Personal information
- Born: September 30, 1992 (age 33) Memphis, Tennessee, U.S.
- Listed height: 6 ft 4 in (1.93 m)
- Listed weight: 220 lb (100 kg)

Career information
- High school: Sheffield (Memphis, Tennessee)
- College: Memphis (2010–2014)
- NBA draft: 2014: undrafted
- Playing career: 2014–present

Career history
- 2014–2015: Canton Charge
- 2015–2016: Rouen Métropole Basket
- 2016: Canton Charge
- 2016: Iowa Energy
- 2017–2019: Beirut Club
- 2019: Homenetmen
- 2020–2021: Club Africain
- 2021: Ezzahra Sports
- 2021: US Monastir
- 2022: SLAC
- 2022: Al Wahda Damascus
- 2022: Patriots
- 2023: AS Douanes
- 2023: Beirut Club
- 2023: AS Salé
- 2023: Al Ahly Benghazi
- 2023: Al Ittihad Alexandria
- 2024: US Monastir
- 2024–2025: Urunani
- 2025–present: Paisas

Career highlights
- 2× All-BAL First Team (2023, 2024); BAL assists leader (2024); Conference USA Sixth Man of the Year (2013); Third-team All-Conference USA (2012);
- Stats at Basketball Reference

= Chris Crawford (basketball, born 1992) =

American professional basketball player

Marcus Christopher Crawford (born September 30, 1992) is an American professional basketball player for Paisas of the Baloncesto Profesional Colombiano. He played college basketball for the University of Memphis, and has had an extensive career with teams in Europe, Africa, and South America. He is a two-time All-BAL First Team selection.

==College career==
Crawford played four years of college basketball for the Memphis Tigers. After two irregular initial seasons, he had a breakout season as a junior in 2012–13, posting career highs in points, rebounds, three-point field goals made (71), and three-point percentage (39.9), and earning Conference USA Sixth Man of the Year honors.

==Professional career==

=== 2014–15 season: Rookie season in the NBA D-League ===
After going undrafted in the 2014 NBA draft, Crawford joined the Houston Rockets for the 2014 NBA Summer League. On September 28, 2014, he signed with the Cleveland Cavaliers. However, he was later waived by the Cavaliers on October 19 after appearing in five preseason games. On November 2, he was acquired by the Canton Charge of the NBA Development League as an affiliate player of the Cavaliers. In his rookie season, Crawford helped the Charge record a franchise-best 31 wins. He went on to help his team win their first round playoff match-up against the Sioux Falls Skyforce 2–1, making it through to the semi-finals where they lost to the Fort Wayne Mad Ants 2–0. In 54 games for the Charge in 2014–15, Crawford averaged 8.8 points, 3.9 rebounds, 3.4 assists and 1.0 steals per game.
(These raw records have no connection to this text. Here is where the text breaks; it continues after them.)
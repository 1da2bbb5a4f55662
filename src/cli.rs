// command line interface

use crate::{Claude, Router, Server};
use clap::{Parser, Subcommand};
use miette::{IntoDiagnostic, Result};

#[derive(Parser)]
#[command(
    name = "aidvice",
    about = "Supportive, non-clinical AI companion in your terminal"
)]
struct Cli {
    /// api key for the model provider
    #[arg(long, short = 'k', env = "ANTHROPIC_API_KEY", global = true)]
    api_key: Option<String>,

    #[command(subcommand)]
    command: Option<Commands>,
}

#[derive(Subcommand)]
enum Commands {
    /// start as http server
    Serve {
        /// port number
        #[arg(long, short, default_value = "3000")]
        port: u16,

        /// host to bind
        #[arg(long, default_value = "127.0.0.1")]
        host: String,
    },
}

pub async fn run() -> Result<()> {
    let cli = Cli::parse();

    match cli.command {
        Some(Commands::Serve { port, host }) => {
            Server::run(&host, port, cli.api_key).await.into_diagnostic()
        }

        None => {
            // the client is built before the terminal is touched, so a
            // missing key halts with a plain diagnostic
            let claude = Claude::new(cli.api_key).into_diagnostic()?;
            let router = Router::new(claude);

            crate::tui::run(router).await.into_diagnostic()
        }
    }
}
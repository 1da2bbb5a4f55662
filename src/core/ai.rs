// claude integration - one completion request per turn

use crate::Error;
use crate::core::chat::Message;
use serde::{Deserialize, Serialize};

pub const MODEL: &str = "claude-sonnet-4-20250514";

const MAX_REPLY_TOKENS: u32 = 500;
const TEMPERATURE: f32 = 0.7;

/// The provider seam. The router only needs a way to turn a system prompt
/// plus an ordered list of turns into one completion.
pub trait Complete {
    fn complete(
        &self,
        system: &str,
        messages: &[Message],
    ) -> impl Future<Output = Result<String, Error>> + Send;
}

pub struct Claude {
    client: reqwest::Client,
    api_key: String,
}

// what we send to claude
#[derive(Serialize)]
struct Request<'a> {
    model: &'static str,
    max_tokens: u32,
    temperature: f32,
    system: &'a str,
    messages: Vec<WireMessage<'a>>,
}

#[derive(Serialize)]
struct WireMessage<'a> {
    role: &'static str,
    content: &'a str,
}

// what claude sends back
#[derive(Deserialize)]
struct Response {
    content: Vec<Content>,
}

#[derive(Deserialize)]
struct Content {
    text: String,
}

impl Claude {
    /// Build the client, resolving the API key up front. A missing key is
    /// reported here, before any turn is accepted.
    pub fn new(api_key: Option<String>) -> Result<Self, Error> {
        // flag wins, then the common env var names
        let api_key = match api_key {
            Some(key) => key,
            None => std::env::var("ANTHROPIC_API_KEY")
                .or_else(|_| std::env::var("CLAUDE_API_KEY"))
                .or_else(|_| std::env::var("CLAUDE_KEY"))
                .map_err(|_| Error::MissingApiKey)?,
        };

        Ok(Self {
            client: reqwest::Client::new(),
            api_key,
        })
    }
}

impl Complete for Claude {
    async fn complete(&self, system: &str, messages: &[Message]) -> Result<String, Error> {
        let request = Request {
            model: MODEL,
            max_tokens: MAX_REPLY_TOKENS,
            temperature: TEMPERATURE,
            system,
            messages: messages
                .iter()
                .map(|m| WireMessage {
                    role: m.role.as_str(),
                    content: &m.content,
                })
                .collect(),
        };

        let response = self
            .client
            .post("https://api.anthropic.com/v1/messages")
            .header("x-api-key", &self.api_key)
            .header("anthropic-version", "2023-06-01")
            .header("content-type", "application/json")
            .json(&request)
            .send()
            .await?;

        if !response.status().is_success() {
            let error = response.text().await?;
            return Err(Error::Api(error));
        }

        let body = response.text().await?;
        let response: Response = serde_json::from_str(&body)?;

        // reply text is returned verbatim, no post-processing
        response
            .content
            .first()
            .map(|c| c.text.clone())
            .ok_or_else(|| Error::Api("response contained no text".to_string()))
    }
}
// the per-turn pipeline: screen the message, then disclaim or complete

use crate::core::ai::Complete;
use crate::core::chat::{Message, Role};
use crate::core::screen::Screen;

/// Injected fresh into every outbound request; never stored in the
/// transcript.
pub const SYSTEM_PROMPT: &str = "\
You are AIdvice, a supportive, non-clinical AI tool designed to offer general advice and helpful perspectives.
You are not a substitute for professional medical, legal, financial, or psychological advice.
Always encourage users to seek qualified professionals for specific, personal concerns.
Your responses should be empathetic, encouraging, and focus on general principles or thought-provoking questions rather than direct solutions for complex personal problems.
Maintain a positive and respectful tone.";

/// Returned unchanged for every screened message.
pub const DISCLAIMER: &str = "\
It sounds like you're dealing with something very significant. \
AIdvice is a general AI tool and cannot offer the specialized, personal guidance \
you might need for concerns of this nature. Please consider reaching out to a \
qualified human professional (like a therapist, doctor, lawyer, or financial advisor) \
who can provide expert, tailored advice and support. Remember, seeking professional \
help is a sign of strength, and you don't have to face this alone.";

/// Decides, per turn, whether a message is answered by the model or
/// intercepted with the disclaimer. Holds no cross-turn state; the caller
/// owns the transcript.
pub struct Router<C: Complete> {
    client: C,
}

impl<C: Complete> Router<C> {
    pub fn new(client: C) -> Self {
        Self { client }
    }

    /// Process one user turn against the prior conversation.
    ///
    /// Screened messages get the disclaimer without any network call.
    /// Otherwise exactly one completion request goes out, carrying the
    /// system prompt, the user/assistant turns of `history` in order, and
    /// `user_message` last. Provider failures come back as a readable
    /// in-chat string; nothing escapes as an error. `history` is never
    /// mutated - appending both the user message and the returned reply is
    /// the caller's job.
    pub async fn respond(&self, user_message: &str, history: &[Message]) -> String {
        if Screen::check(user_message).intercept {
            return DISCLAIMER.to_string();
        }

        let mut messages: Vec<Message> = history
            .iter()
            .filter(|m| matches!(m.role, Role::User | Role::Assistant))
            .cloned()
            .collect();
        messages.push(Message::user(user_message));

        match self.client.complete(SYSTEM_PROMPT, &messages).await {
            Ok(reply) => reply,
            Err(e) => format!(
                "An error occurred while fetching a response from AIdvice: {e}. \
                 Please check your API key and network connection."
            ),
        }
    }
}
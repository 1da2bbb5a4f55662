// message screening - catches questions that need a human professional

/// Terms that suggest the user needs specialized medical, legal, financial,
/// or psychological help rather than general perspectives.
const RISK_TERMS: &[&str] = &[
    "depress",
    "depressed",
    "anxiety",
    "anxious",
    "crisis",
    "suicidal",
    "suicide",
    "harm",
    "abuse",
    "legal issue",
    "medical problem",
    "emergency",
    "financial trouble",
    "therapy",
    "counseling",
    "addiction",
    "divorce",
    "loss",
    "grief",
    "trauma",
];

pub struct Screen {
    pub intercept: bool,
    pub matched: Option<&'static str>,
}

impl Screen {
    /// Scan one message for risk terms. Case-insensitive, whole words only:
    /// "depress" hits but "depressionist" does not. Multi-word terms anchor
    /// the outer boundaries; inner spacing must match exactly.
    pub fn check(text: &str) -> Self {
        let lower = text.to_lowercase();

        for term in RISK_TERMS {
            if contains_term(&lower, term) {
                return Self {
                    intercept: true,
                    matched: Some(term),
                };
            }
        }

        Self {
            intercept: false,
            matched: None,
        }
    }
}

fn is_word_char(c: char) -> bool {
    c.is_alphanumeric() || c == '_'
}

// substring search with word boundaries at both ends of the term
fn contains_term(text: &str, term: &str) -> bool {
    let mut from = 0;
    while let Some(offset) = text[from..].find(term) {
        let at = from + offset;
        let end = at + term.len();

        let bounded_left = !text[..at].chars().next_back().is_some_and(is_word_char);
        let bounded_right = !text[end..].chars().next().is_some_and(is_word_char);
        if bounded_left && bounded_right {
            return true;
        }

        // step past one char, not one byte
        from = at + text[at..].chars().next().map_or(1, char::len_utf8);
    }
    false
}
=== 2015–16 season: France and D-League ===
On July 28, 2015, Crawford signed with SPO Rouen Basket of France for the 2015–16 LNB Pro A season. On January 4, 2016, he was released by Rouen. In 14 games for the club, he averaged 5.5 points, 2.1 rebounds and 1.9 assists per game.

On February 24, 2016, Crawford was reacquired by the Canton Charge. He made his season debut that night in a 119–109 win over the Grand Rapids Drive, recording 11 points, two rebounds and nine assists in 26 minutes.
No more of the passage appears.